• Task goal
In your reply, write out the records exactly, each line intact.

• Data excerpts
//! hostbench - quick system benchmark
//!
//! Measures CPU hashing, memory bandwidth, network speed and GPU compute,
//! prints a summary and emits the full report as JSON:
//! - optionally to a file (`--json`)
//! - always on stdout between `RAW_JSON_BEGIN` / `RAW_JSON_END` markers

mod benchmark;
mod benchmark_runner;
mod config;
mod deps;
mod error;
mod hardware;
mod report;
mod scaling;
mod units;

use crate::benchmark_runner::{run_benchmarks, BenchmarkRunOptions, BenchmarkSettings};
use crate::config::Config;
use crate::report::BenchmarkReport;
use anyhow::Result;
use clap::{ArgAction, Parser};
use colored::*;
use std::io::{self, IsTerminal, Write};
use std::path::{Path, PathBuf};
use tracing_subscriber::filter::{Directive, LevelFilter};
use tracing_subscriber::EnvFilter;

/// hostbench - measure CPU, RAM, network and GPU performance
#[derive(Parser, Debug)]
#[command(name = "hostbench")]
#[command(version)]
#[command(about = "Quick system benchmark with a JSON report")]
struct Cli {
    /// Also write the full report as indented JSON to this file
    #[arg(long = "json", value_name = "PATH")]
    json_path: Option<PathBuf>,

    /// Seconds per CPU sub-test [default: 3.0]
    #[arg(long, value_name = "SECONDS")]
    cpu_seconds: Option<f64>,

    /// Overall network test timeout in seconds [default: 60]
    #[arg(long, value_name = "SECONDS")]
    net_timeout: Option<u64>,

    /// Memory buffer size, e.g. 256M or 1G [default: 10% of RAM, 64M to 256M]
    #[arg(long, value_name = "SIZE")]
    ram_bytes: Option<String>,

    /// Hardware reduction fraction, clamped to 0.67..=0.71 [default: 0.69]
    #[arg(long, value_name = "FRACTION")]
    scale_down: Option<f64>,

    /// Performance LOSS fraction, clamped to 0.25..=0.30 [default: 0.27]
    #[arg(long = "perf-retain", visible_alias = "perf-loss", value_name = "FRACTION")]
    perf_loss: Option<f64>,

    /// Workers for the multi-worker CPU phase [default: min(logical CPUs, 8)]
    #[arg(long, value_name = "N")]
    workers: Option<usize>,

    /// Skip the network speed test
    #[arg(long, default_value_t = false)]
    no_network: bool,

    /// Skip the GPU probe
    #[arg(long, default_value_t = false)]
    no_gpu: bool,

    /// Hide the progress bar
    #[arg(short, long, default_value_t = false)]
    quiet: bool,

    /// Increase log verbosity (-v debug, -vv trace)
    #[arg(short, long, action = ArgAction::Count)]
    verbose: u8,

    /// Report which optional capabilities are available and exit
    #[arg(long, default_value_t = false)]
    doctor: bool,

    /// Write the effective configuration to the config file and exit
    #[arg(long, default_value_t = false)]
    init_config: bool,
}

impl Cli {
    /// Fold command-line overrides into the loaded config
    fn apply_to(&self, config: &mut Config) {
        if let Some(seconds) = self.cpu_seconds {
            config.benchmark.cpu_seconds = seconds;
        }
        if let Some(workers) = self.workers {
            config.benchmark.max_workers = Some(workers);
        }
        if let Some(size) = &self.ram_bytes {
            config.benchmark.ram_bytes = Some(size.clone());
        }
        if let Some(timeout) = self.net_timeout {
            config.network.timeout_seconds = timeout;
        }
        if self.no_network {
            config.network.enabled = false;
        }
        if let Some(scale_down) = self.scale_down {
            config.scaling.scale_down = scale_down;
        }
        if let Some(perf_loss) = self.perf_loss {
            config.scaling.perf_loss = perf_loss;
        }
    }
}

/// `RUST_LOG` when set, `warn` otherwise; `-v` raises this crate's level on top
fn build_env_filter(verbose: u8) -> EnvFilter {
    let mut filter = EnvFilter::builder()
        .with_default_directive(LevelFilter::WARN.into())
        .from_env_lossy();
    let crate_level = match verbose {
        0 => None,
        1 => Some("hostbench=debug"),
        _ => Some("hostbench=trace"),
    };
    if let Some(directive) = crate_level.and_then(|d| d.parse::<Directive>().ok()) {
        filter = filter.add_directive(directive);
    }
    filter
}

fn init_tracing(verbose: u8) {
    tracing_subscriber::fmt()
        .with_env_filter(build_env_filter(verbose))
        .with_writer(io::stderr)
        .init();
}

fn main() -> Result<()> {
    let cli = Cli::parse();
    init_tracing(cli.verbose);

    if !io::stdout().is_terminal() {
        colored::control::set_override(false);
    }

    let mut config = match Config::load() {
        Ok(config) => config,
        Err(err) => {
            eprintln!(
                "{} {:#}; using defaults",
                "Warning:".bright_yellow().bold(),
                err
            );
            Config::default()
        }
    };
    cli.apply_to(&mut config);

    if cli.init_config {
        let path = config.save()?;
        println!(
            "{} {}",
            "Configuration written to".bright_green(),
            path.display().to_string().bright_white()
        );
        return Ok(());
    }

    if cli.doctor {
        run_dependency_doctor(&config);
        return Ok(());
    }

    let mut settings = BenchmarkSettings::from_config(&config);
    settings.gpu_enabled = !cli.no_gpu;

    let options = BenchmarkRunOptions { quiet: cli.quiet };
    let report = run_benchmarks(&settings, &options);

    write_report_output(
        &report,
        cli.json_path.as_deref(),
        &mut io::stdout().lock(),
        &mut io::stderr().lock(),
    )
}

/// Summary and raw JSON block go to `out`; notes about the JSON file go to `diag`
fn write_report_output(
    report: &BenchmarkReport,
    json_path: Option<&Path>,
    out: &mut impl Write,
    diag: &mut impl Write,
) -> Result<()> {
    writeln!(out, "{}", report.render_summary())?;

    if let Some(path) = json_path {
        match report.write_json(path) {
            Ok(()) => writeln!(
                diag,
                "{} {}",
                "Wrote JSON report to".bright_green(),
                path.display().to_string().bright_white()
            )?,
            Err(err) => writeln!(diag, "{} {:#}", "Warning:".bright_yellow().bold(), err)?,
        }
    }

    writeln!(out, "\n{}", report.raw_json_block()?)?;
    Ok(())
}

fn run_dependency_doctor(config: &Config) {
    println!("{}", "hostbench Dependency Doctor\n".bright_cyan().bold());

    println!(
        "{} {} / {}",
        "Platform:".bright_yellow(),
        std::env::consts::OS.bright_white(),
        std::env::consts::ARCH.bright_white()
    );
    match Config::config_path() {
        Ok(path) => println!(
            "{} {}",
            "Config:".bright_yellow(),
            path.display().to_string().bright_white()
        ),
        Err(err) => println!("{} {}", "Config:".bright_yellow(), err.to_string().bright_red()),
    }
    println!();

    for status in deps::collect_dependency_statuses(config) {
        let icon = if status.available {
            "✓".bright_green()
        } else {
            "!".bright_yellow()
        };
        println!(
            "{} {} ({}) - {}",
            icon,
            status.name.bright_white(),
            "optional".bright_black(),
            status.details.bright_white()
        );
    }
}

• Exercise response
//! hostbench - quick system benchmark
//!
//! Measures CPU hashing, memory bandwidth, network speed and GPU compute,
//! prints a summary and emits the full report as JSON:
//! - optionally to a file (`--json`)
//! - always on stdout between `RAW_JSON_BEGIN` / `RAW_JSON_END` markers

mod benchmark;
mod benchmark_runner;
mod config;
mod deps;
mod error;
mod hardware;
mod report;
mod scaling;
mod units;

use crate::benchmark_runner::{run_benchmarks, BenchmarkRunOptions, BenchmarkSettings};
use crate::config::Config;
use crate::report::BenchmarkReport;
use anyhow::Result;
use clap::{ArgAction, Parser};
use colored::*;
use std::io::{self, IsTerminal, Write};
use std::path::{Path, PathBuf};
use tracing_subscriber::filter::{Directive, LevelFilter};
use tracing_subscriber::EnvFilter;

/// hostbench - measure CPU, RAM, network and GPU performance
#[derive(Parser, Debug)]
#[command(name = "hostbench")]
#[command(version)]
#[command(about = "Quick system benchmark with a JSON report")]
struct Cli {
    /// Also write the full report as indented JSON to this file
    #[arg(long = "json", value_name = "PATH")]
    json_path: Option<PathBuf>,

    /// Seconds per CPU sub-test [default: 3.0]
    #[arg(long, value_name = "SECONDS")]
    cpu_seconds: Option<f64>,

    /// Overall network test timeout in seconds [default: 60]
    #[arg(long, value_name = "SECONDS")]
    net_timeout: Option<u64>,

    /// Memory buffer size, e.g. 256M or 1G [default: 10% of RAM, 64M to 256M]
    #[arg(long, value_name = "SIZE")]
    ram_bytes: Option<String>,

    /// Hardware reduction fraction, clamped to 0.67..=0.71 [default: 0.69]
    #[arg(long, value_name = "FRACTION")]
    scale_down: Option<f64>,

    /// Performance LOSS fraction, clamped to 0.25..=0.30 [default: 0.27]
    #[arg(long = "perf-retain", visible_alias = "perf-loss", value_name = "FRACTION")]
    perf_loss: Option<f64>,

    /// Workers for the multi-worker CPU phase [default: min(logical CPUs, 8)]
    #[arg(long, value_name = "N")]
    workers: Option<usize>,

    /// Skip the network speed test
    #[arg(long, default_value_t = false)]
    no_network: bool,

    /// Skip the GPU probe
    #[arg(long, default_value_t = false)]
    no_gpu: bool,

    /// Hide the progress bar
    #[arg(short, long, default_value_t = false)]
    quiet: bool,

    /// Increase log verbosity (-v debug, -vv trace)
    #[arg(short, long, action = ArgAction::Count)]
    verbose: u8,

    /// Report which optional capabilities are available and exit
    #[arg(long, default_value_t = false)]
    doctor: bool,

    /// Write the effective configuration to the config file and exit
    #[arg(long, default_value_t = false)]
    init_config: bool,
}

impl Cli {
    /// Fold command-line overrides into the loaded config
    fn apply_to(&self, config: &mut Config) {
        if let Some(seconds) = self.cpu_seconds {
            config.benchmark.cpu_seconds = seconds;
        }
        if let Some(workers) = self.workers {
            config.benchmark.max_workers = Some(workers);
        }
        if let Some(size) = &self.ram_bytes {
            config.benchmark.ram_bytes = Some(size.clone());
        }
        if let Some(timeout) = self.net_timeout {
            config.network.timeout_seconds = timeout;
        }
        if self.no_network {
            config.network.enabled = false;
        }
        if let Some(scale_down) = self.scale_down {
            config.scaling.scale_down = scale_down;
        }
        if let Some(perf_loss) = self.perf_loss {
            config.scaling.perf_loss = perf_loss;
        }
    }
}

/// `RUST_LOG` when set, `warn` otherwise; `-v` raises this crate's level on top
fn build_env_filter(verbose: u8) -> EnvFilter {
    let mut filter = EnvFilter::builder()
        .with_default_directive(LevelFilter::WARN.into())
        .from_env_lossy();
    let crate_level = match verbose {
        0 => None,
        1 => Some("hostbench=debug"),
        _ => Some("hostbench=trace"),
    };
    if let Some(directive) = crate_level.and_then(|d| d.parse::<Directive>().ok()) {
        filter = filter.add_directive(directive);
    }
    filter
}

fn init_tracing(verbose: u8) {
    tracing_subscriber::fmt()
        .with_env_filter(build_env_filter(verbose))
        .with_writer(io::stderr)
        .init();
}

fn main() -> Result<()> {
    let cli = Cli::parse();
    init_tracing(cli.verbose);

    if !io::stdout().is_terminal() {
        colored::control::set_override(false);
    }

    let mut config = match Config::load() {
        Ok(config) => config,
        Err(err) => {
            eprintln!(
                "{} {:#}; using defaults",
                "Warning:".bright_yellow().bold(),
                err
            );
            Config::default()
        }
    };
    cli.apply_to(&mut config);

    if cli.init_config {
        let path = config.save()?;
        println!(
            "{} {}",
            "Configuration written to".bright_green(),
            path.display().to_string().bright_white()
        );
        return Ok(());
    }

    if cli.doctor {
        run_dependency_doctor(&config);
        return Ok(());
    }

    let mut settings = BenchmarkSettings::from_config(&config);
    settings.gpu_enabled = !cli.no_gpu;

    let options = BenchmarkRunOptions { quiet: cli.quiet };
    let report = run_benchmarks(&settings, &options);

    write_report_output(
        &report,
        cli.json_path.as_deref(),
        &mut io::stdout().lock(),
        &mut io::stderr().lock(),
    )
}

/// Summary and raw JSON block go to `out`; notes about the JSON file go to `diag`
fn write_report_output(
    report: &BenchmarkReport,
    json_path: Option<&Path>,
    out: &mut impl Write,
    diag: &mut impl Write,
) -> Result<()> {
    writeln!(out, "{}", report.render_summary())?;

    if let Some(path) = json_path {
        match report.write_json(path) {
            Ok(()) => writeln!(
                diag,
                "{} {}",
                "Wrote JSON report to".bright_green(),
                path.display().to_string().bright_white()
            )?,
            Err(err) => writeln!(diag, "{} {:#}", "Warning:".bright_yellow().bold(), err)?,
        }
    }

    writeln!(out, "\n{}", report.raw_json_block()?)?;
    Ok(())
}

fn run_dependency_doctor(config: &Config) {
    println!("{}", "hostbench Dependency Doctor\n".bright_cyan().bold());

    println!(
        "{} {} / {}",
        "Platform:".bright_yellow(),
        std::env::consts::OS.bright_white(),
        std::env::consts::ARCH.bright_white()
    );
    match Config::config_path() {
        Ok(path) => println!(
            "{} {}",
            "Config:".bright_yellow(),
            path.display().to_string().bright_white()
        ),
        Err(err) => println!("{} {}", "Config:".bright_yellow(), err.to_string().bright_red()),
    }
    println!();

    for status in deps::collect_dependency_statuses(config) {
        let icon = if status.available {
            "✓".bright_green()
        } else {
            "!".bright_yellow()
        };
        println!(
            "{} {} ({}) - {}",
            icon,
            status.name.bright_white(),
            "optional".bright_black(),
            status.details.bright_white()
        );
    }
}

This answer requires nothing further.